Decisions on public funding allocation are significant challenges for any health care system. The Latvian health financing policy faces challenges that threaten its long-term sustainability and the values of solidarity. According to the World Health Organization, health, as a state of complete physical, mental and social well-being, is one of every human's fundamental rights, which depends upon the most total cooperation of individuals and States. This also includes the task "Substantially increase health financing". Such concepts require regular measurement of the progress to explicate the achieved level in statics and dynamics and make the strategic decisions for the coming period, including those on the public healthcare expenditure. The purpose of the article is to evaluate necessary allocations of general government budget expenditures, ensure justification for the strategic decisions for the next planning period on the healthcare expenditure, evaluate the achieved level in statics and dynamics, and provide policy recommendations for future health financing system reforms.

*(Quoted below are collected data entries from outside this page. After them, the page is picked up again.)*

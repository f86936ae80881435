//! Indicator families: which indicators are computed together, under which
//! column prefix, and which signals are encoded from them.

use std::collections::BTreeMap;
use std::fmt;
use std::str::FromStr;

use serde::{Deserialize, Serialize};
use tracing::warn;

use crate::config::IndicatorConfig;
use crate::frame::CLOSE;
use crate::indicators::{
    Atr, Cmf, Cmo, Donchian, Ema, Indicator, Keltner, Momentum, Obv, PctChange, Risk, Roc, Rsi,
    Sma, Smi, Tsi, Vwap, WilliamsR,
};
use crate::score::ScoreBucket;
use crate::signals::{Cmp, Rule, SignalSpec, SignalTable};

/// Moving-average periods of the TVV family; the crossover signals pair
/// them as 9/18 and 21/108.
const MA_PERIODS: [usize; 4] = [9, 18, 21, 108];

#[derive(Debug, Clone, Copy, PartialEq, Eq, Hash, PartialOrd, Ord, Serialize, Deserialize)]
#[serde(rename_all = "snake_case")]
pub enum Family {
    Momentum,
    Tvv,
    PctChange,
}

impl Family {
    pub const ALL: [Family; 3] = [Family::Momentum, Family::Tvv, Family::PctChange];

    pub fn name(self) -> &'static str {
        match self {
            Family::Momentum => "momentum",
            Family::Tvv => "tvv",
            Family::PctChange => "pct_change",
        }
    }

    /// Column prefix of the family's indicator columns.
    pub fn prefix(self) -> &'static str {
        match self {
            Family::Momentum => "m_mom",
            Family::Tvv => "m_tvv",
            Family::PctChange => "d_pct",
        }
    }

    pub fn indicators(self, cfg: &IndicatorConfig) -> Vec<Box<dyn Indicator>> {
        match self {
            Family::Momentum => {
                let mut out: Vec<Box<dyn Indicator>> = cfg
                    .rsi_periods
                    .iter()
                    .map(|&p| Box::new(Rsi::new(p)) as Box<dyn Indicator>)
                    .collect();
                out.push(Box::new(Roc::new(cfg.roc_period)));
                out.push(Box::new(WilliamsR::new(cfg.williams_period)));
                out.push(Box::new(Smi::new(
                    cfg.smi_period,
                    cfg.smi_smooth_k,
                    cfg.smi_smooth_d,
                )));
                out.push(Box::new(Cmo::new(cfg.cmo_period)));
                out.push(Box::new(Momentum::new(cfg.momentum_period)));
                out.push(Box::new(Tsi::new(cfg.tsi_short, cfg.tsi_long)));
                out
            }
            Family::Tvv => {
                let mut out: Vec<Box<dyn Indicator>> = Vec::new();
                for p in MA_PERIODS {
                    out.push(Box::new(Sma::new(p)));
                }
                for p in MA_PERIODS {
                    out.push(Box::new(Ema::new(p)));
                }
                out.push(Box::new(Obv::new()));
                out.push(Box::new(Atr::new(cfg.atr_window)));
                out.push(Box::new(Keltner::new(
                    cfg.keltner_ema,
                    cfg.atr_window,
                    cfg.keltner_multiplier,
                )));
                out.push(Box::new(Donchian::new(cfg.donchian_window)));
                out.push(Box::new(Vwap::new()));
                out.push(Box::new(Cmf::new(cfg.cmf_period)));
                out
            }
            Family::PctChange => vec![
                Box::new(PctChange::new()),
                Box::new(Risk::new(cfg.confidence_level)),
            ],
        }
    }

    pub fn signals(self) -> Vec<SignalSpec> {
        match self {
            Family::Momentum => {
                let threshold = |name: &str, bullish, bearish| {
                    SignalSpec::new(
                        format!("m_mom_{name}_sig"),
                        format!("m_mom_{name}"),
                        Rule::threshold(bullish, bearish),
                        ScoreBucket::Momentum,
                    )
                };
                vec![
                    threshold("roc", Cmp::Gt(0.0), Cmp::Lt(0.0)),
                    threshold("williams_r", Cmp::Gt(-50.0), Cmp::Lt(-50.0)),
                    threshold("smi", Cmp::Ge(25.0), Cmp::Le(-25.0)),
                    threshold("cmo", Cmp::Gt(40.0), Cmp::Lt(-40.0)),
                    threshold("momentum", Cmp::Gt(4000.0), Cmp::Lt(-4000.0)),
                ]
            }
            Family::Tvv => {
                let cross = |kind: &str, fast: usize, slow: usize| {
                    SignalSpec::new(
                        format!("m_tvv_{kind}_{fast}_{slow}_sig"),
                        format!("m_tvv_{kind}_{fast}"),
                        Rule::crossover(format!("m_tvv_{kind}_{slow}")),
                        ScoreBucket::Momentum,
                    )
                };
                vec![
                    cross("sma", 9, 18),
                    cross("ema", 9, 18),
                    cross("sma", 21, 108),
                    cross("ema", 21, 108),
                    SignalSpec::new(
                        "m_tvv_obv_pct_sig",
                        "m_tvv_obv_pct",
                        Rule::Sign,
                        ScoreBucket::Momentum,
                    ),
                    SignalSpec::new("m_tvv_cmf_sig", "m_tvv_cmf", Rule::Sign, ScoreBucket::Momentum),
                    SignalSpec::new(
                        "v_tvv_vwap_sig",
                        CLOSE,
                        Rule::crossover("m_tvv_vwap"),
                        ScoreBucket::Valuation,
                    ),
                    SignalSpec::new(
                        "v_tvv_keltner_sig",
                        CLOSE,
                        Rule::band("m_tvv_keltner_upper", "m_tvv_keltner_lower"),
                        ScoreBucket::Valuation,
                    ),
                ]
            }
            Family::PctChange => vec![
                SignalSpec::new("d_pct_1d_sig", "d_pct_1d", Rule::Sign, ScoreBucket::Durability),
                SignalSpec::new(
                    "d_pct_cum_return_sig",
                    "d_pct_cum_return",
                    Rule::Sign,
                    ScoreBucket::Durability,
                ),
                SignalSpec::new(
                    "d_pct_tail_sig",
                    "d_pct_1d",
                    Rule::tail_breach("d_pct_var"),
                    ScoreBucket::Durability,
                ),
            ],
        }
    }
}

impl fmt::Display for Family {
    fn fmt(&self, f: &mut fmt::Formatter<'_>) -> fmt::Result {
        f.write_str(self.name())
    }
}

#[derive(Debug, Clone, PartialEq, Eq)]
pub struct UnknownFamily(pub String);

impl fmt::Display for UnknownFamily {
    fn fmt(&self, f: &mut fmt::Formatter<'_>) -> fmt::Result {
        write!(
            f,
            "unknown family '{}' (expected momentum, tvv or pct_change)",
            self.0
        )
    }
}

impl std::error::Error for UnknownFamily {}

impl FromStr for Family {
    type Err = UnknownFamily;

    fn from_str(s: &str) -> Result<Self, Self::Err> {
        Family::ALL
            .into_iter()
            .find(|f| f.name() == s)
            .ok_or_else(|| UnknownFamily(s.to_string()))
    }
}

/// Registry of every known signal column and its score bucket.
#[derive(Debug, Clone, PartialEq, Eq)]
pub struct SignalCatalog {
    buckets: BTreeMap<String, ScoreBucket>,
}

impl SignalCatalog {
    pub fn new() -> Self {
        let buckets = Family::ALL
            .into_iter()
            .flat_map(Family::signals)
            .map(|spec| (spec.name, spec.bucket))
            .collect();
        Self { buckets }
    }

    pub fn bucket(&self, signal: &str) -> Option<ScoreBucket> {
        self.buckets.get(signal).copied()
    }

    pub fn len(&self) -> usize {
        self.buckets.len()
    }

    pub fn is_empty(&self) -> bool {
        self.buckets.is_empty()
    }

    /// Attach buckets to untagged columns. Columns the catalog does not know
    /// stay untagged: they still count in tallies but never in a score.
    pub fn tag(&self, table: SignalTable) -> SignalTable {
        table.map_columns(|mut column| {
            if column.bucket.is_none() {
                column.bucket = self.bucket(&column.name);
                if column.bucket.is_none() {
                    warn!(column = %column.name, "signal column not in catalog, excluded from scoring");
                }
            }
            column
        })
    }
}

impl Default for SignalCatalog {
    fn default() -> Self {
        Self::new()
    }
}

Research methodology to achieve the goal of the research, comparative analysis and methods of theoretical research, as well as the intelligent data mining methods for discovery of and knowledge creation on existing regularities in the health system expenditure, basing on mutually comparable factual cases – declared statistical indicators of the EU27 countries.


Findings – Using data mining analytical tools, the minimum of the general government health expenditure in EU countries is computed in the study: about € 1500 per capita in prices of 2018. The optimal segmentation of the general government health expenditure according to the COFOG classification also is computed.


Research limitations – The calculated minimum expenditure is especially relevant for the low-expenditure Central and Eastern European countries, while the total public health expenditure segmentation is applicable for any EU country. The benchmarking algorithms are well-suited for comparing aspects of the health sector, identifying leaders with the best performance and best practices, and analysing how higher performance levels are achieved. However, it should be borne in mind that some dispersion could be caused by heterogeneous environmental conditions.


Practical implications – Governments can consider making sustainable policy decisions and performing the programming process of allocating the public resources. They would also help to balance cross-sectoral links between public healthcare and the economy during the post-COVID-19 recovery.


Originality/Value – The use of the data mining analytical tools in the study answered a very important for society question: what is the minimum amount an EU country should spend on health. The financial data processing shows that the widespread assumption of the necessary general government health expenditure of 5% of the GDP is not substantiated.